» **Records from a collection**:
■ ■ ■ ■ ■ ■ ■
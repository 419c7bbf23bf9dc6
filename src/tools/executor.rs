// ABOUTME: Tool call executor gating on session configuration and dispatching by name
// ABOUTME: Parses typed arguments and wraps results in MCP content blocks
//
// Licensed under the Apache License, Version 2.0 <LICENSE-APACHE or
// http://www.apache.org/licenses/LICENSE-2.0> or the MIT license
// <LICENSE-MIT or http://opensource.org/licenses/MIT>, at your
// option. This file may not be copied, modified, or distributed
// except according to those terms.

//! Tool call execution
//!
//! Dispatch order: unknown tools are rejected before anything else, then the
//! session gate runs. A missing `GARTH_TOKEN` is not a protocol error; the
//! call succeeds with instructional text so the model can relay it.

use crate::constants::errors::MSG_GARTH_TOKEN_REQUIRED;
use crate::constants::{env_config, json_fields, limits, tools};
use crate::errors::{AppError, AppResult};
use crate::garmin::GarminClient;
use crate::mcp::schema::{Content, ToolCall, ToolResponse};
use crate::tools::{activities, dates, health, profile, registry, wellness};
use chrono::NaiveDate;
use serde_json::{Map, Value};
use tracing::debug;

/// Executes tool calls against the Garmin Connect API
pub struct ToolExecutor {
    client: GarminClient,
}

impl ToolExecutor {
    /// Create an executor backed by the given client
    #[must_use]
    pub const fn new(client: GarminClient) -> Self {
        Self { client }
    }

    /// Execute a tool call end to end
    ///
    /// # Errors
    ///
    /// Returns an error when the tool is not advertised, its arguments are
    /// invalid, or the Connect API call fails. A missing session token is
    /// not an error; see the module docs.
    pub async fn execute(&self, call: &ToolCall) -> AppResult<ToolResponse> {
        if !registry::is_known_tool(&call.name) {
            return Err(AppError::unknown_tool(&call.name));
        }
        if env_config::garth_token().is_none() {
            debug!(tool = %call.name, "Tool call without a configured session token");
            return Ok(ToolResponse::text(MSG_GARTH_TOKEN_REQUIRED.to_owned()));
        }

        let args = parse_arguments(call.arguments.as_ref())
            .map_err(|e| e.with_tool(&call.name))?;
        let value = self
            .dispatch(&call.name, &args)
            .await
            .map_err(|e| e.with_tool(&call.name))?;
        wrap_result(value)
    }

    async fn dispatch(&self, name: &str, args: &Map<String, Value>) -> AppResult<Value> {
        let client = &self.client;
        match name {
            tools::USER_PROFILE => profile::user_profile(client).await,
            tools::USER_PROFILE_STATISTICS => profile::user_profile_statistics(client).await,
            tools::GET_GEAR => profile::get_gear(client).await,

            tools::WEEKLY_INTENSITY_MINUTES => {
                let (end, weeks) = window_args(args, json_fields::WEEKS)?;
                wellness::weekly_intensity_minutes(client, end, weeks).await
            }
            tools::DAILY_INTENSITY_MINUTES => {
                let (end, days) = window_args(args, json_fields::DAYS)?;
                wellness::daily_intensity_minutes(client, end, days).await
            }
            tools::DAILY_BODY_BATTERY => {
                let (end, days) = window_args(args, json_fields::DAYS)?;
                wellness::daily_body_battery(client, end, days).await
            }
            tools::DAILY_HYDRATION => {
                let (end, days) = window_args(args, json_fields::DAYS)?;
                wellness::daily_hydration(client, end, days).await
            }
            tools::DAILY_STEPS => {
                let (end, days) = window_args(args, json_fields::DAYS)?;
                wellness::daily_steps(client, end, days).await
            }
            tools::WEEKLY_STEPS => {
                let (end, weeks) = window_args(args, json_fields::WEEKS)?;
                wellness::weekly_steps(client, end, weeks).await
            }
            tools::DAILY_HRV => {
                let (end, days) = window_args(args, json_fields::DAYS)?;
                wellness::daily_hrv(client, end, days).await
            }
            tools::HRV_DATA => {
                let (end, days) = window_args(args, json_fields::DAYS)?;
                wellness::hrv_data(client, end, days).await
            }
            tools::DAILY_SLEEP => {
                let (end, days) = window_args(args, json_fields::DAYS)?;
                wellness::daily_sleep(client, end, days).await
            }
            tools::NIGHTLY_SLEEP => {
                let (end, nights) = window_args(args, json_fields::NIGHTS)?;
                let movement = args
                    .get(json_fields::SLEEP_MOVEMENT)
                    .and_then(Value::as_bool)
                    .unwrap_or(false);
                wellness::nightly_sleep(client, end, nights, movement).await
            }
            tools::DAILY_STRESS => {
                let (end, days) = window_args(args, json_fields::DAYS)?;
                wellness::daily_stress(client, end, days).await
            }
            tools::WEEKLY_STRESS => {
                let (end, weeks) = window_args(args, json_fields::WEEKS)?;
                wellness::weekly_stress(client, end, weeks).await
            }

            tools::GET_ACTIVITIES => {
                let start = pagination_arg(args, json_fields::START, 0)?;
                let limit =
                    pagination_arg(args, json_fields::LIMIT, limits::DEFAULT_ACTIVITIES_LIMIT)?;
                activities::get_activities(client, start, limit).await
            }
            tools::GET_ACTIVITIES_BY_DATE => {
                let date = required_date(args, json_fields::DATE)?;
                activities::get_activities_by_date(client, date).await
            }
            tools::GET_ACTIVITY_DETAILS => {
                let id = required_id(args, json_fields::ACTIVITY_ID)?;
                activities::get_activity_details(client, &id).await
            }
            tools::GET_ACTIVITY_SPLITS => {
                let id = required_id(args, json_fields::ACTIVITY_ID)?;
                activities::get_activity_splits(client, &id).await
            }
            tools::GET_ACTIVITY_WEATHER => {
                let id = required_id(args, json_fields::ACTIVITY_ID)?;
                activities::get_activity_weather(client, &id).await
            }
            tools::MONTHLY_ACTIVITY_SUMMARY => {
                let year = i32::try_from(required_i64(args, json_fields::YEAR)?)
                    .map_err(|_| AppError::invalid_input("year is out of range"))?;
                let month = u32::try_from(required_i64(args, json_fields::MONTH)?)
                    .map_err(|_| AppError::invalid_input("Invalid month: expected 1 to 12"))?;
                activities::monthly_activity_summary(client, year, month).await
            }
            tools::SNAPSHOT => {
                let from_date = required_date(args, json_fields::FROM_DATE)?;
                let to_date = required_date(args, json_fields::TO_DATE)?;
                activities::snapshot(client, from_date, to_date).await
            }

            tools::GET_RESPIRATION_DATA => {
                let date = required_date(args, json_fields::DATE)?;
                health::get_respiration_data(client, date).await
            }
            tools::GET_SPO2_DATA => {
                let date = required_date(args, json_fields::DATE)?;
                health::get_spo2_data(client, date).await
            }
            tools::GET_BLOOD_PRESSURE => {
                let date = required_date(args, json_fields::DATE)?;
                health::get_blood_pressure(client, date).await
            }
            tools::GET_DEVICES => health::get_devices(client).await,
            tools::GET_DEVICE_SETTINGS => {
                let id = required_id(args, json_fields::DEVICE_ID)?;
                health::get_device_settings(client, &id).await
            }

            other => Err(AppError::unknown_tool(other)),
        }
    }
}

/// Tool results are serialized JSON text; object results are mirrored in
/// `structuredContent` for clients that consume it
fn wrap_result(value: Value) -> AppResult<ToolResponse> {
    let text = serde_json::to_string(&value)?;
    let structured_content = value.is_object().then_some(value);
    Ok(ToolResponse {
        content: vec![Content::Text { text }],
        is_error: false,
        structured_content,
    })
}

fn parse_arguments(arguments: Option<&Value>) -> AppResult<Map<String, Value>> {
    match arguments {
        None | Some(Value::Null) => Ok(Map::new()),
        Some(Value::Object(map)) => Ok(map.clone()),
        Some(_) => Err(AppError::invalid_input(
            "Tool arguments must be a JSON object",
        )),
    }
}

fn optional_str<'a>(args: &'a Map<String, Value>, field: &str) -> Option<&'a str> {
    args.get(field).and_then(Value::as_str)
}

fn required_str<'a>(args: &'a Map<String, Value>, field: &str) -> AppResult<&'a str> {
    optional_str(args, field)
        .ok_or_else(|| AppError::invalid_input(format!("{field} is required")))
}

fn required_date(args: &Map<String, Value>, field: &str) -> AppResult<NaiveDate> {
    dates::parse_iso_date(required_str(args, field)?)
}

fn required_i64(args: &Map<String, Value>, field: &str) -> AppResult<i64> {
    args.get(field)
        .and_then(Value::as_i64)
        .ok_or_else(|| AppError::invalid_input(format!("{field} is required")))
}

/// Activity and device IDs arrive as strings from most clients but some
/// send the raw numeric ID
fn required_id(args: &Map<String, Value>, field: &str) -> AppResult<String> {
    match args.get(field) {
        Some(Value::String(s)) if !s.trim().is_empty() => Ok(s.clone()),
        Some(Value::Number(n)) => Ok(n.to_string()),
        _ => Err(AppError::invalid_input(format!("{field} is required"))),
    }
}

/// End date plus window length shared by every lookback tool
fn window_args(args: &Map<String, Value>, count_field: &str) -> AppResult<(NaiveDate, u32)> {
    let end = dates::end_date_or_today(optional_str(args, json_fields::END_DATE))?;
    let count = match args.get(count_field) {
        None | Some(Value::Null) => 1,
        Some(value) => value
            .as_u64()
            .and_then(|v| u32::try_from(v).ok())
            .filter(|&v| v >= 1)
            .ok_or_else(|| {
                AppError::invalid_input(format!("{count_field} must be at least 1"))
            })?,
    };
    Ok((end, count))
}

fn pagination_arg(args: &Map<String, Value>, field: &str, default: u32) -> AppResult<u32> {
    match args.get(field) {
        None | Some(Value::Null) => Ok(default),
        Some(value) => value
            .as_u64()
            .and_then(|v| u32::try_from(v).ok())
            .ok_or_else(|| {
                AppError::invalid_input(format!("{field} must be a non-negative integer"))
            }),
    }
}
■ ■ ■ ■ ■ ■ ■
» **WORK REQUIRED**:
Identify the lines above that contain the word "limits", then copy them.

» **RESULT BELOW**:
use crate::constants::{env_config, json_fields, limits, tools};
                    pagination_arg(args, json_fields::LIMIT, limits::DEFAULT_ACTIVITIES_LIMIT)?;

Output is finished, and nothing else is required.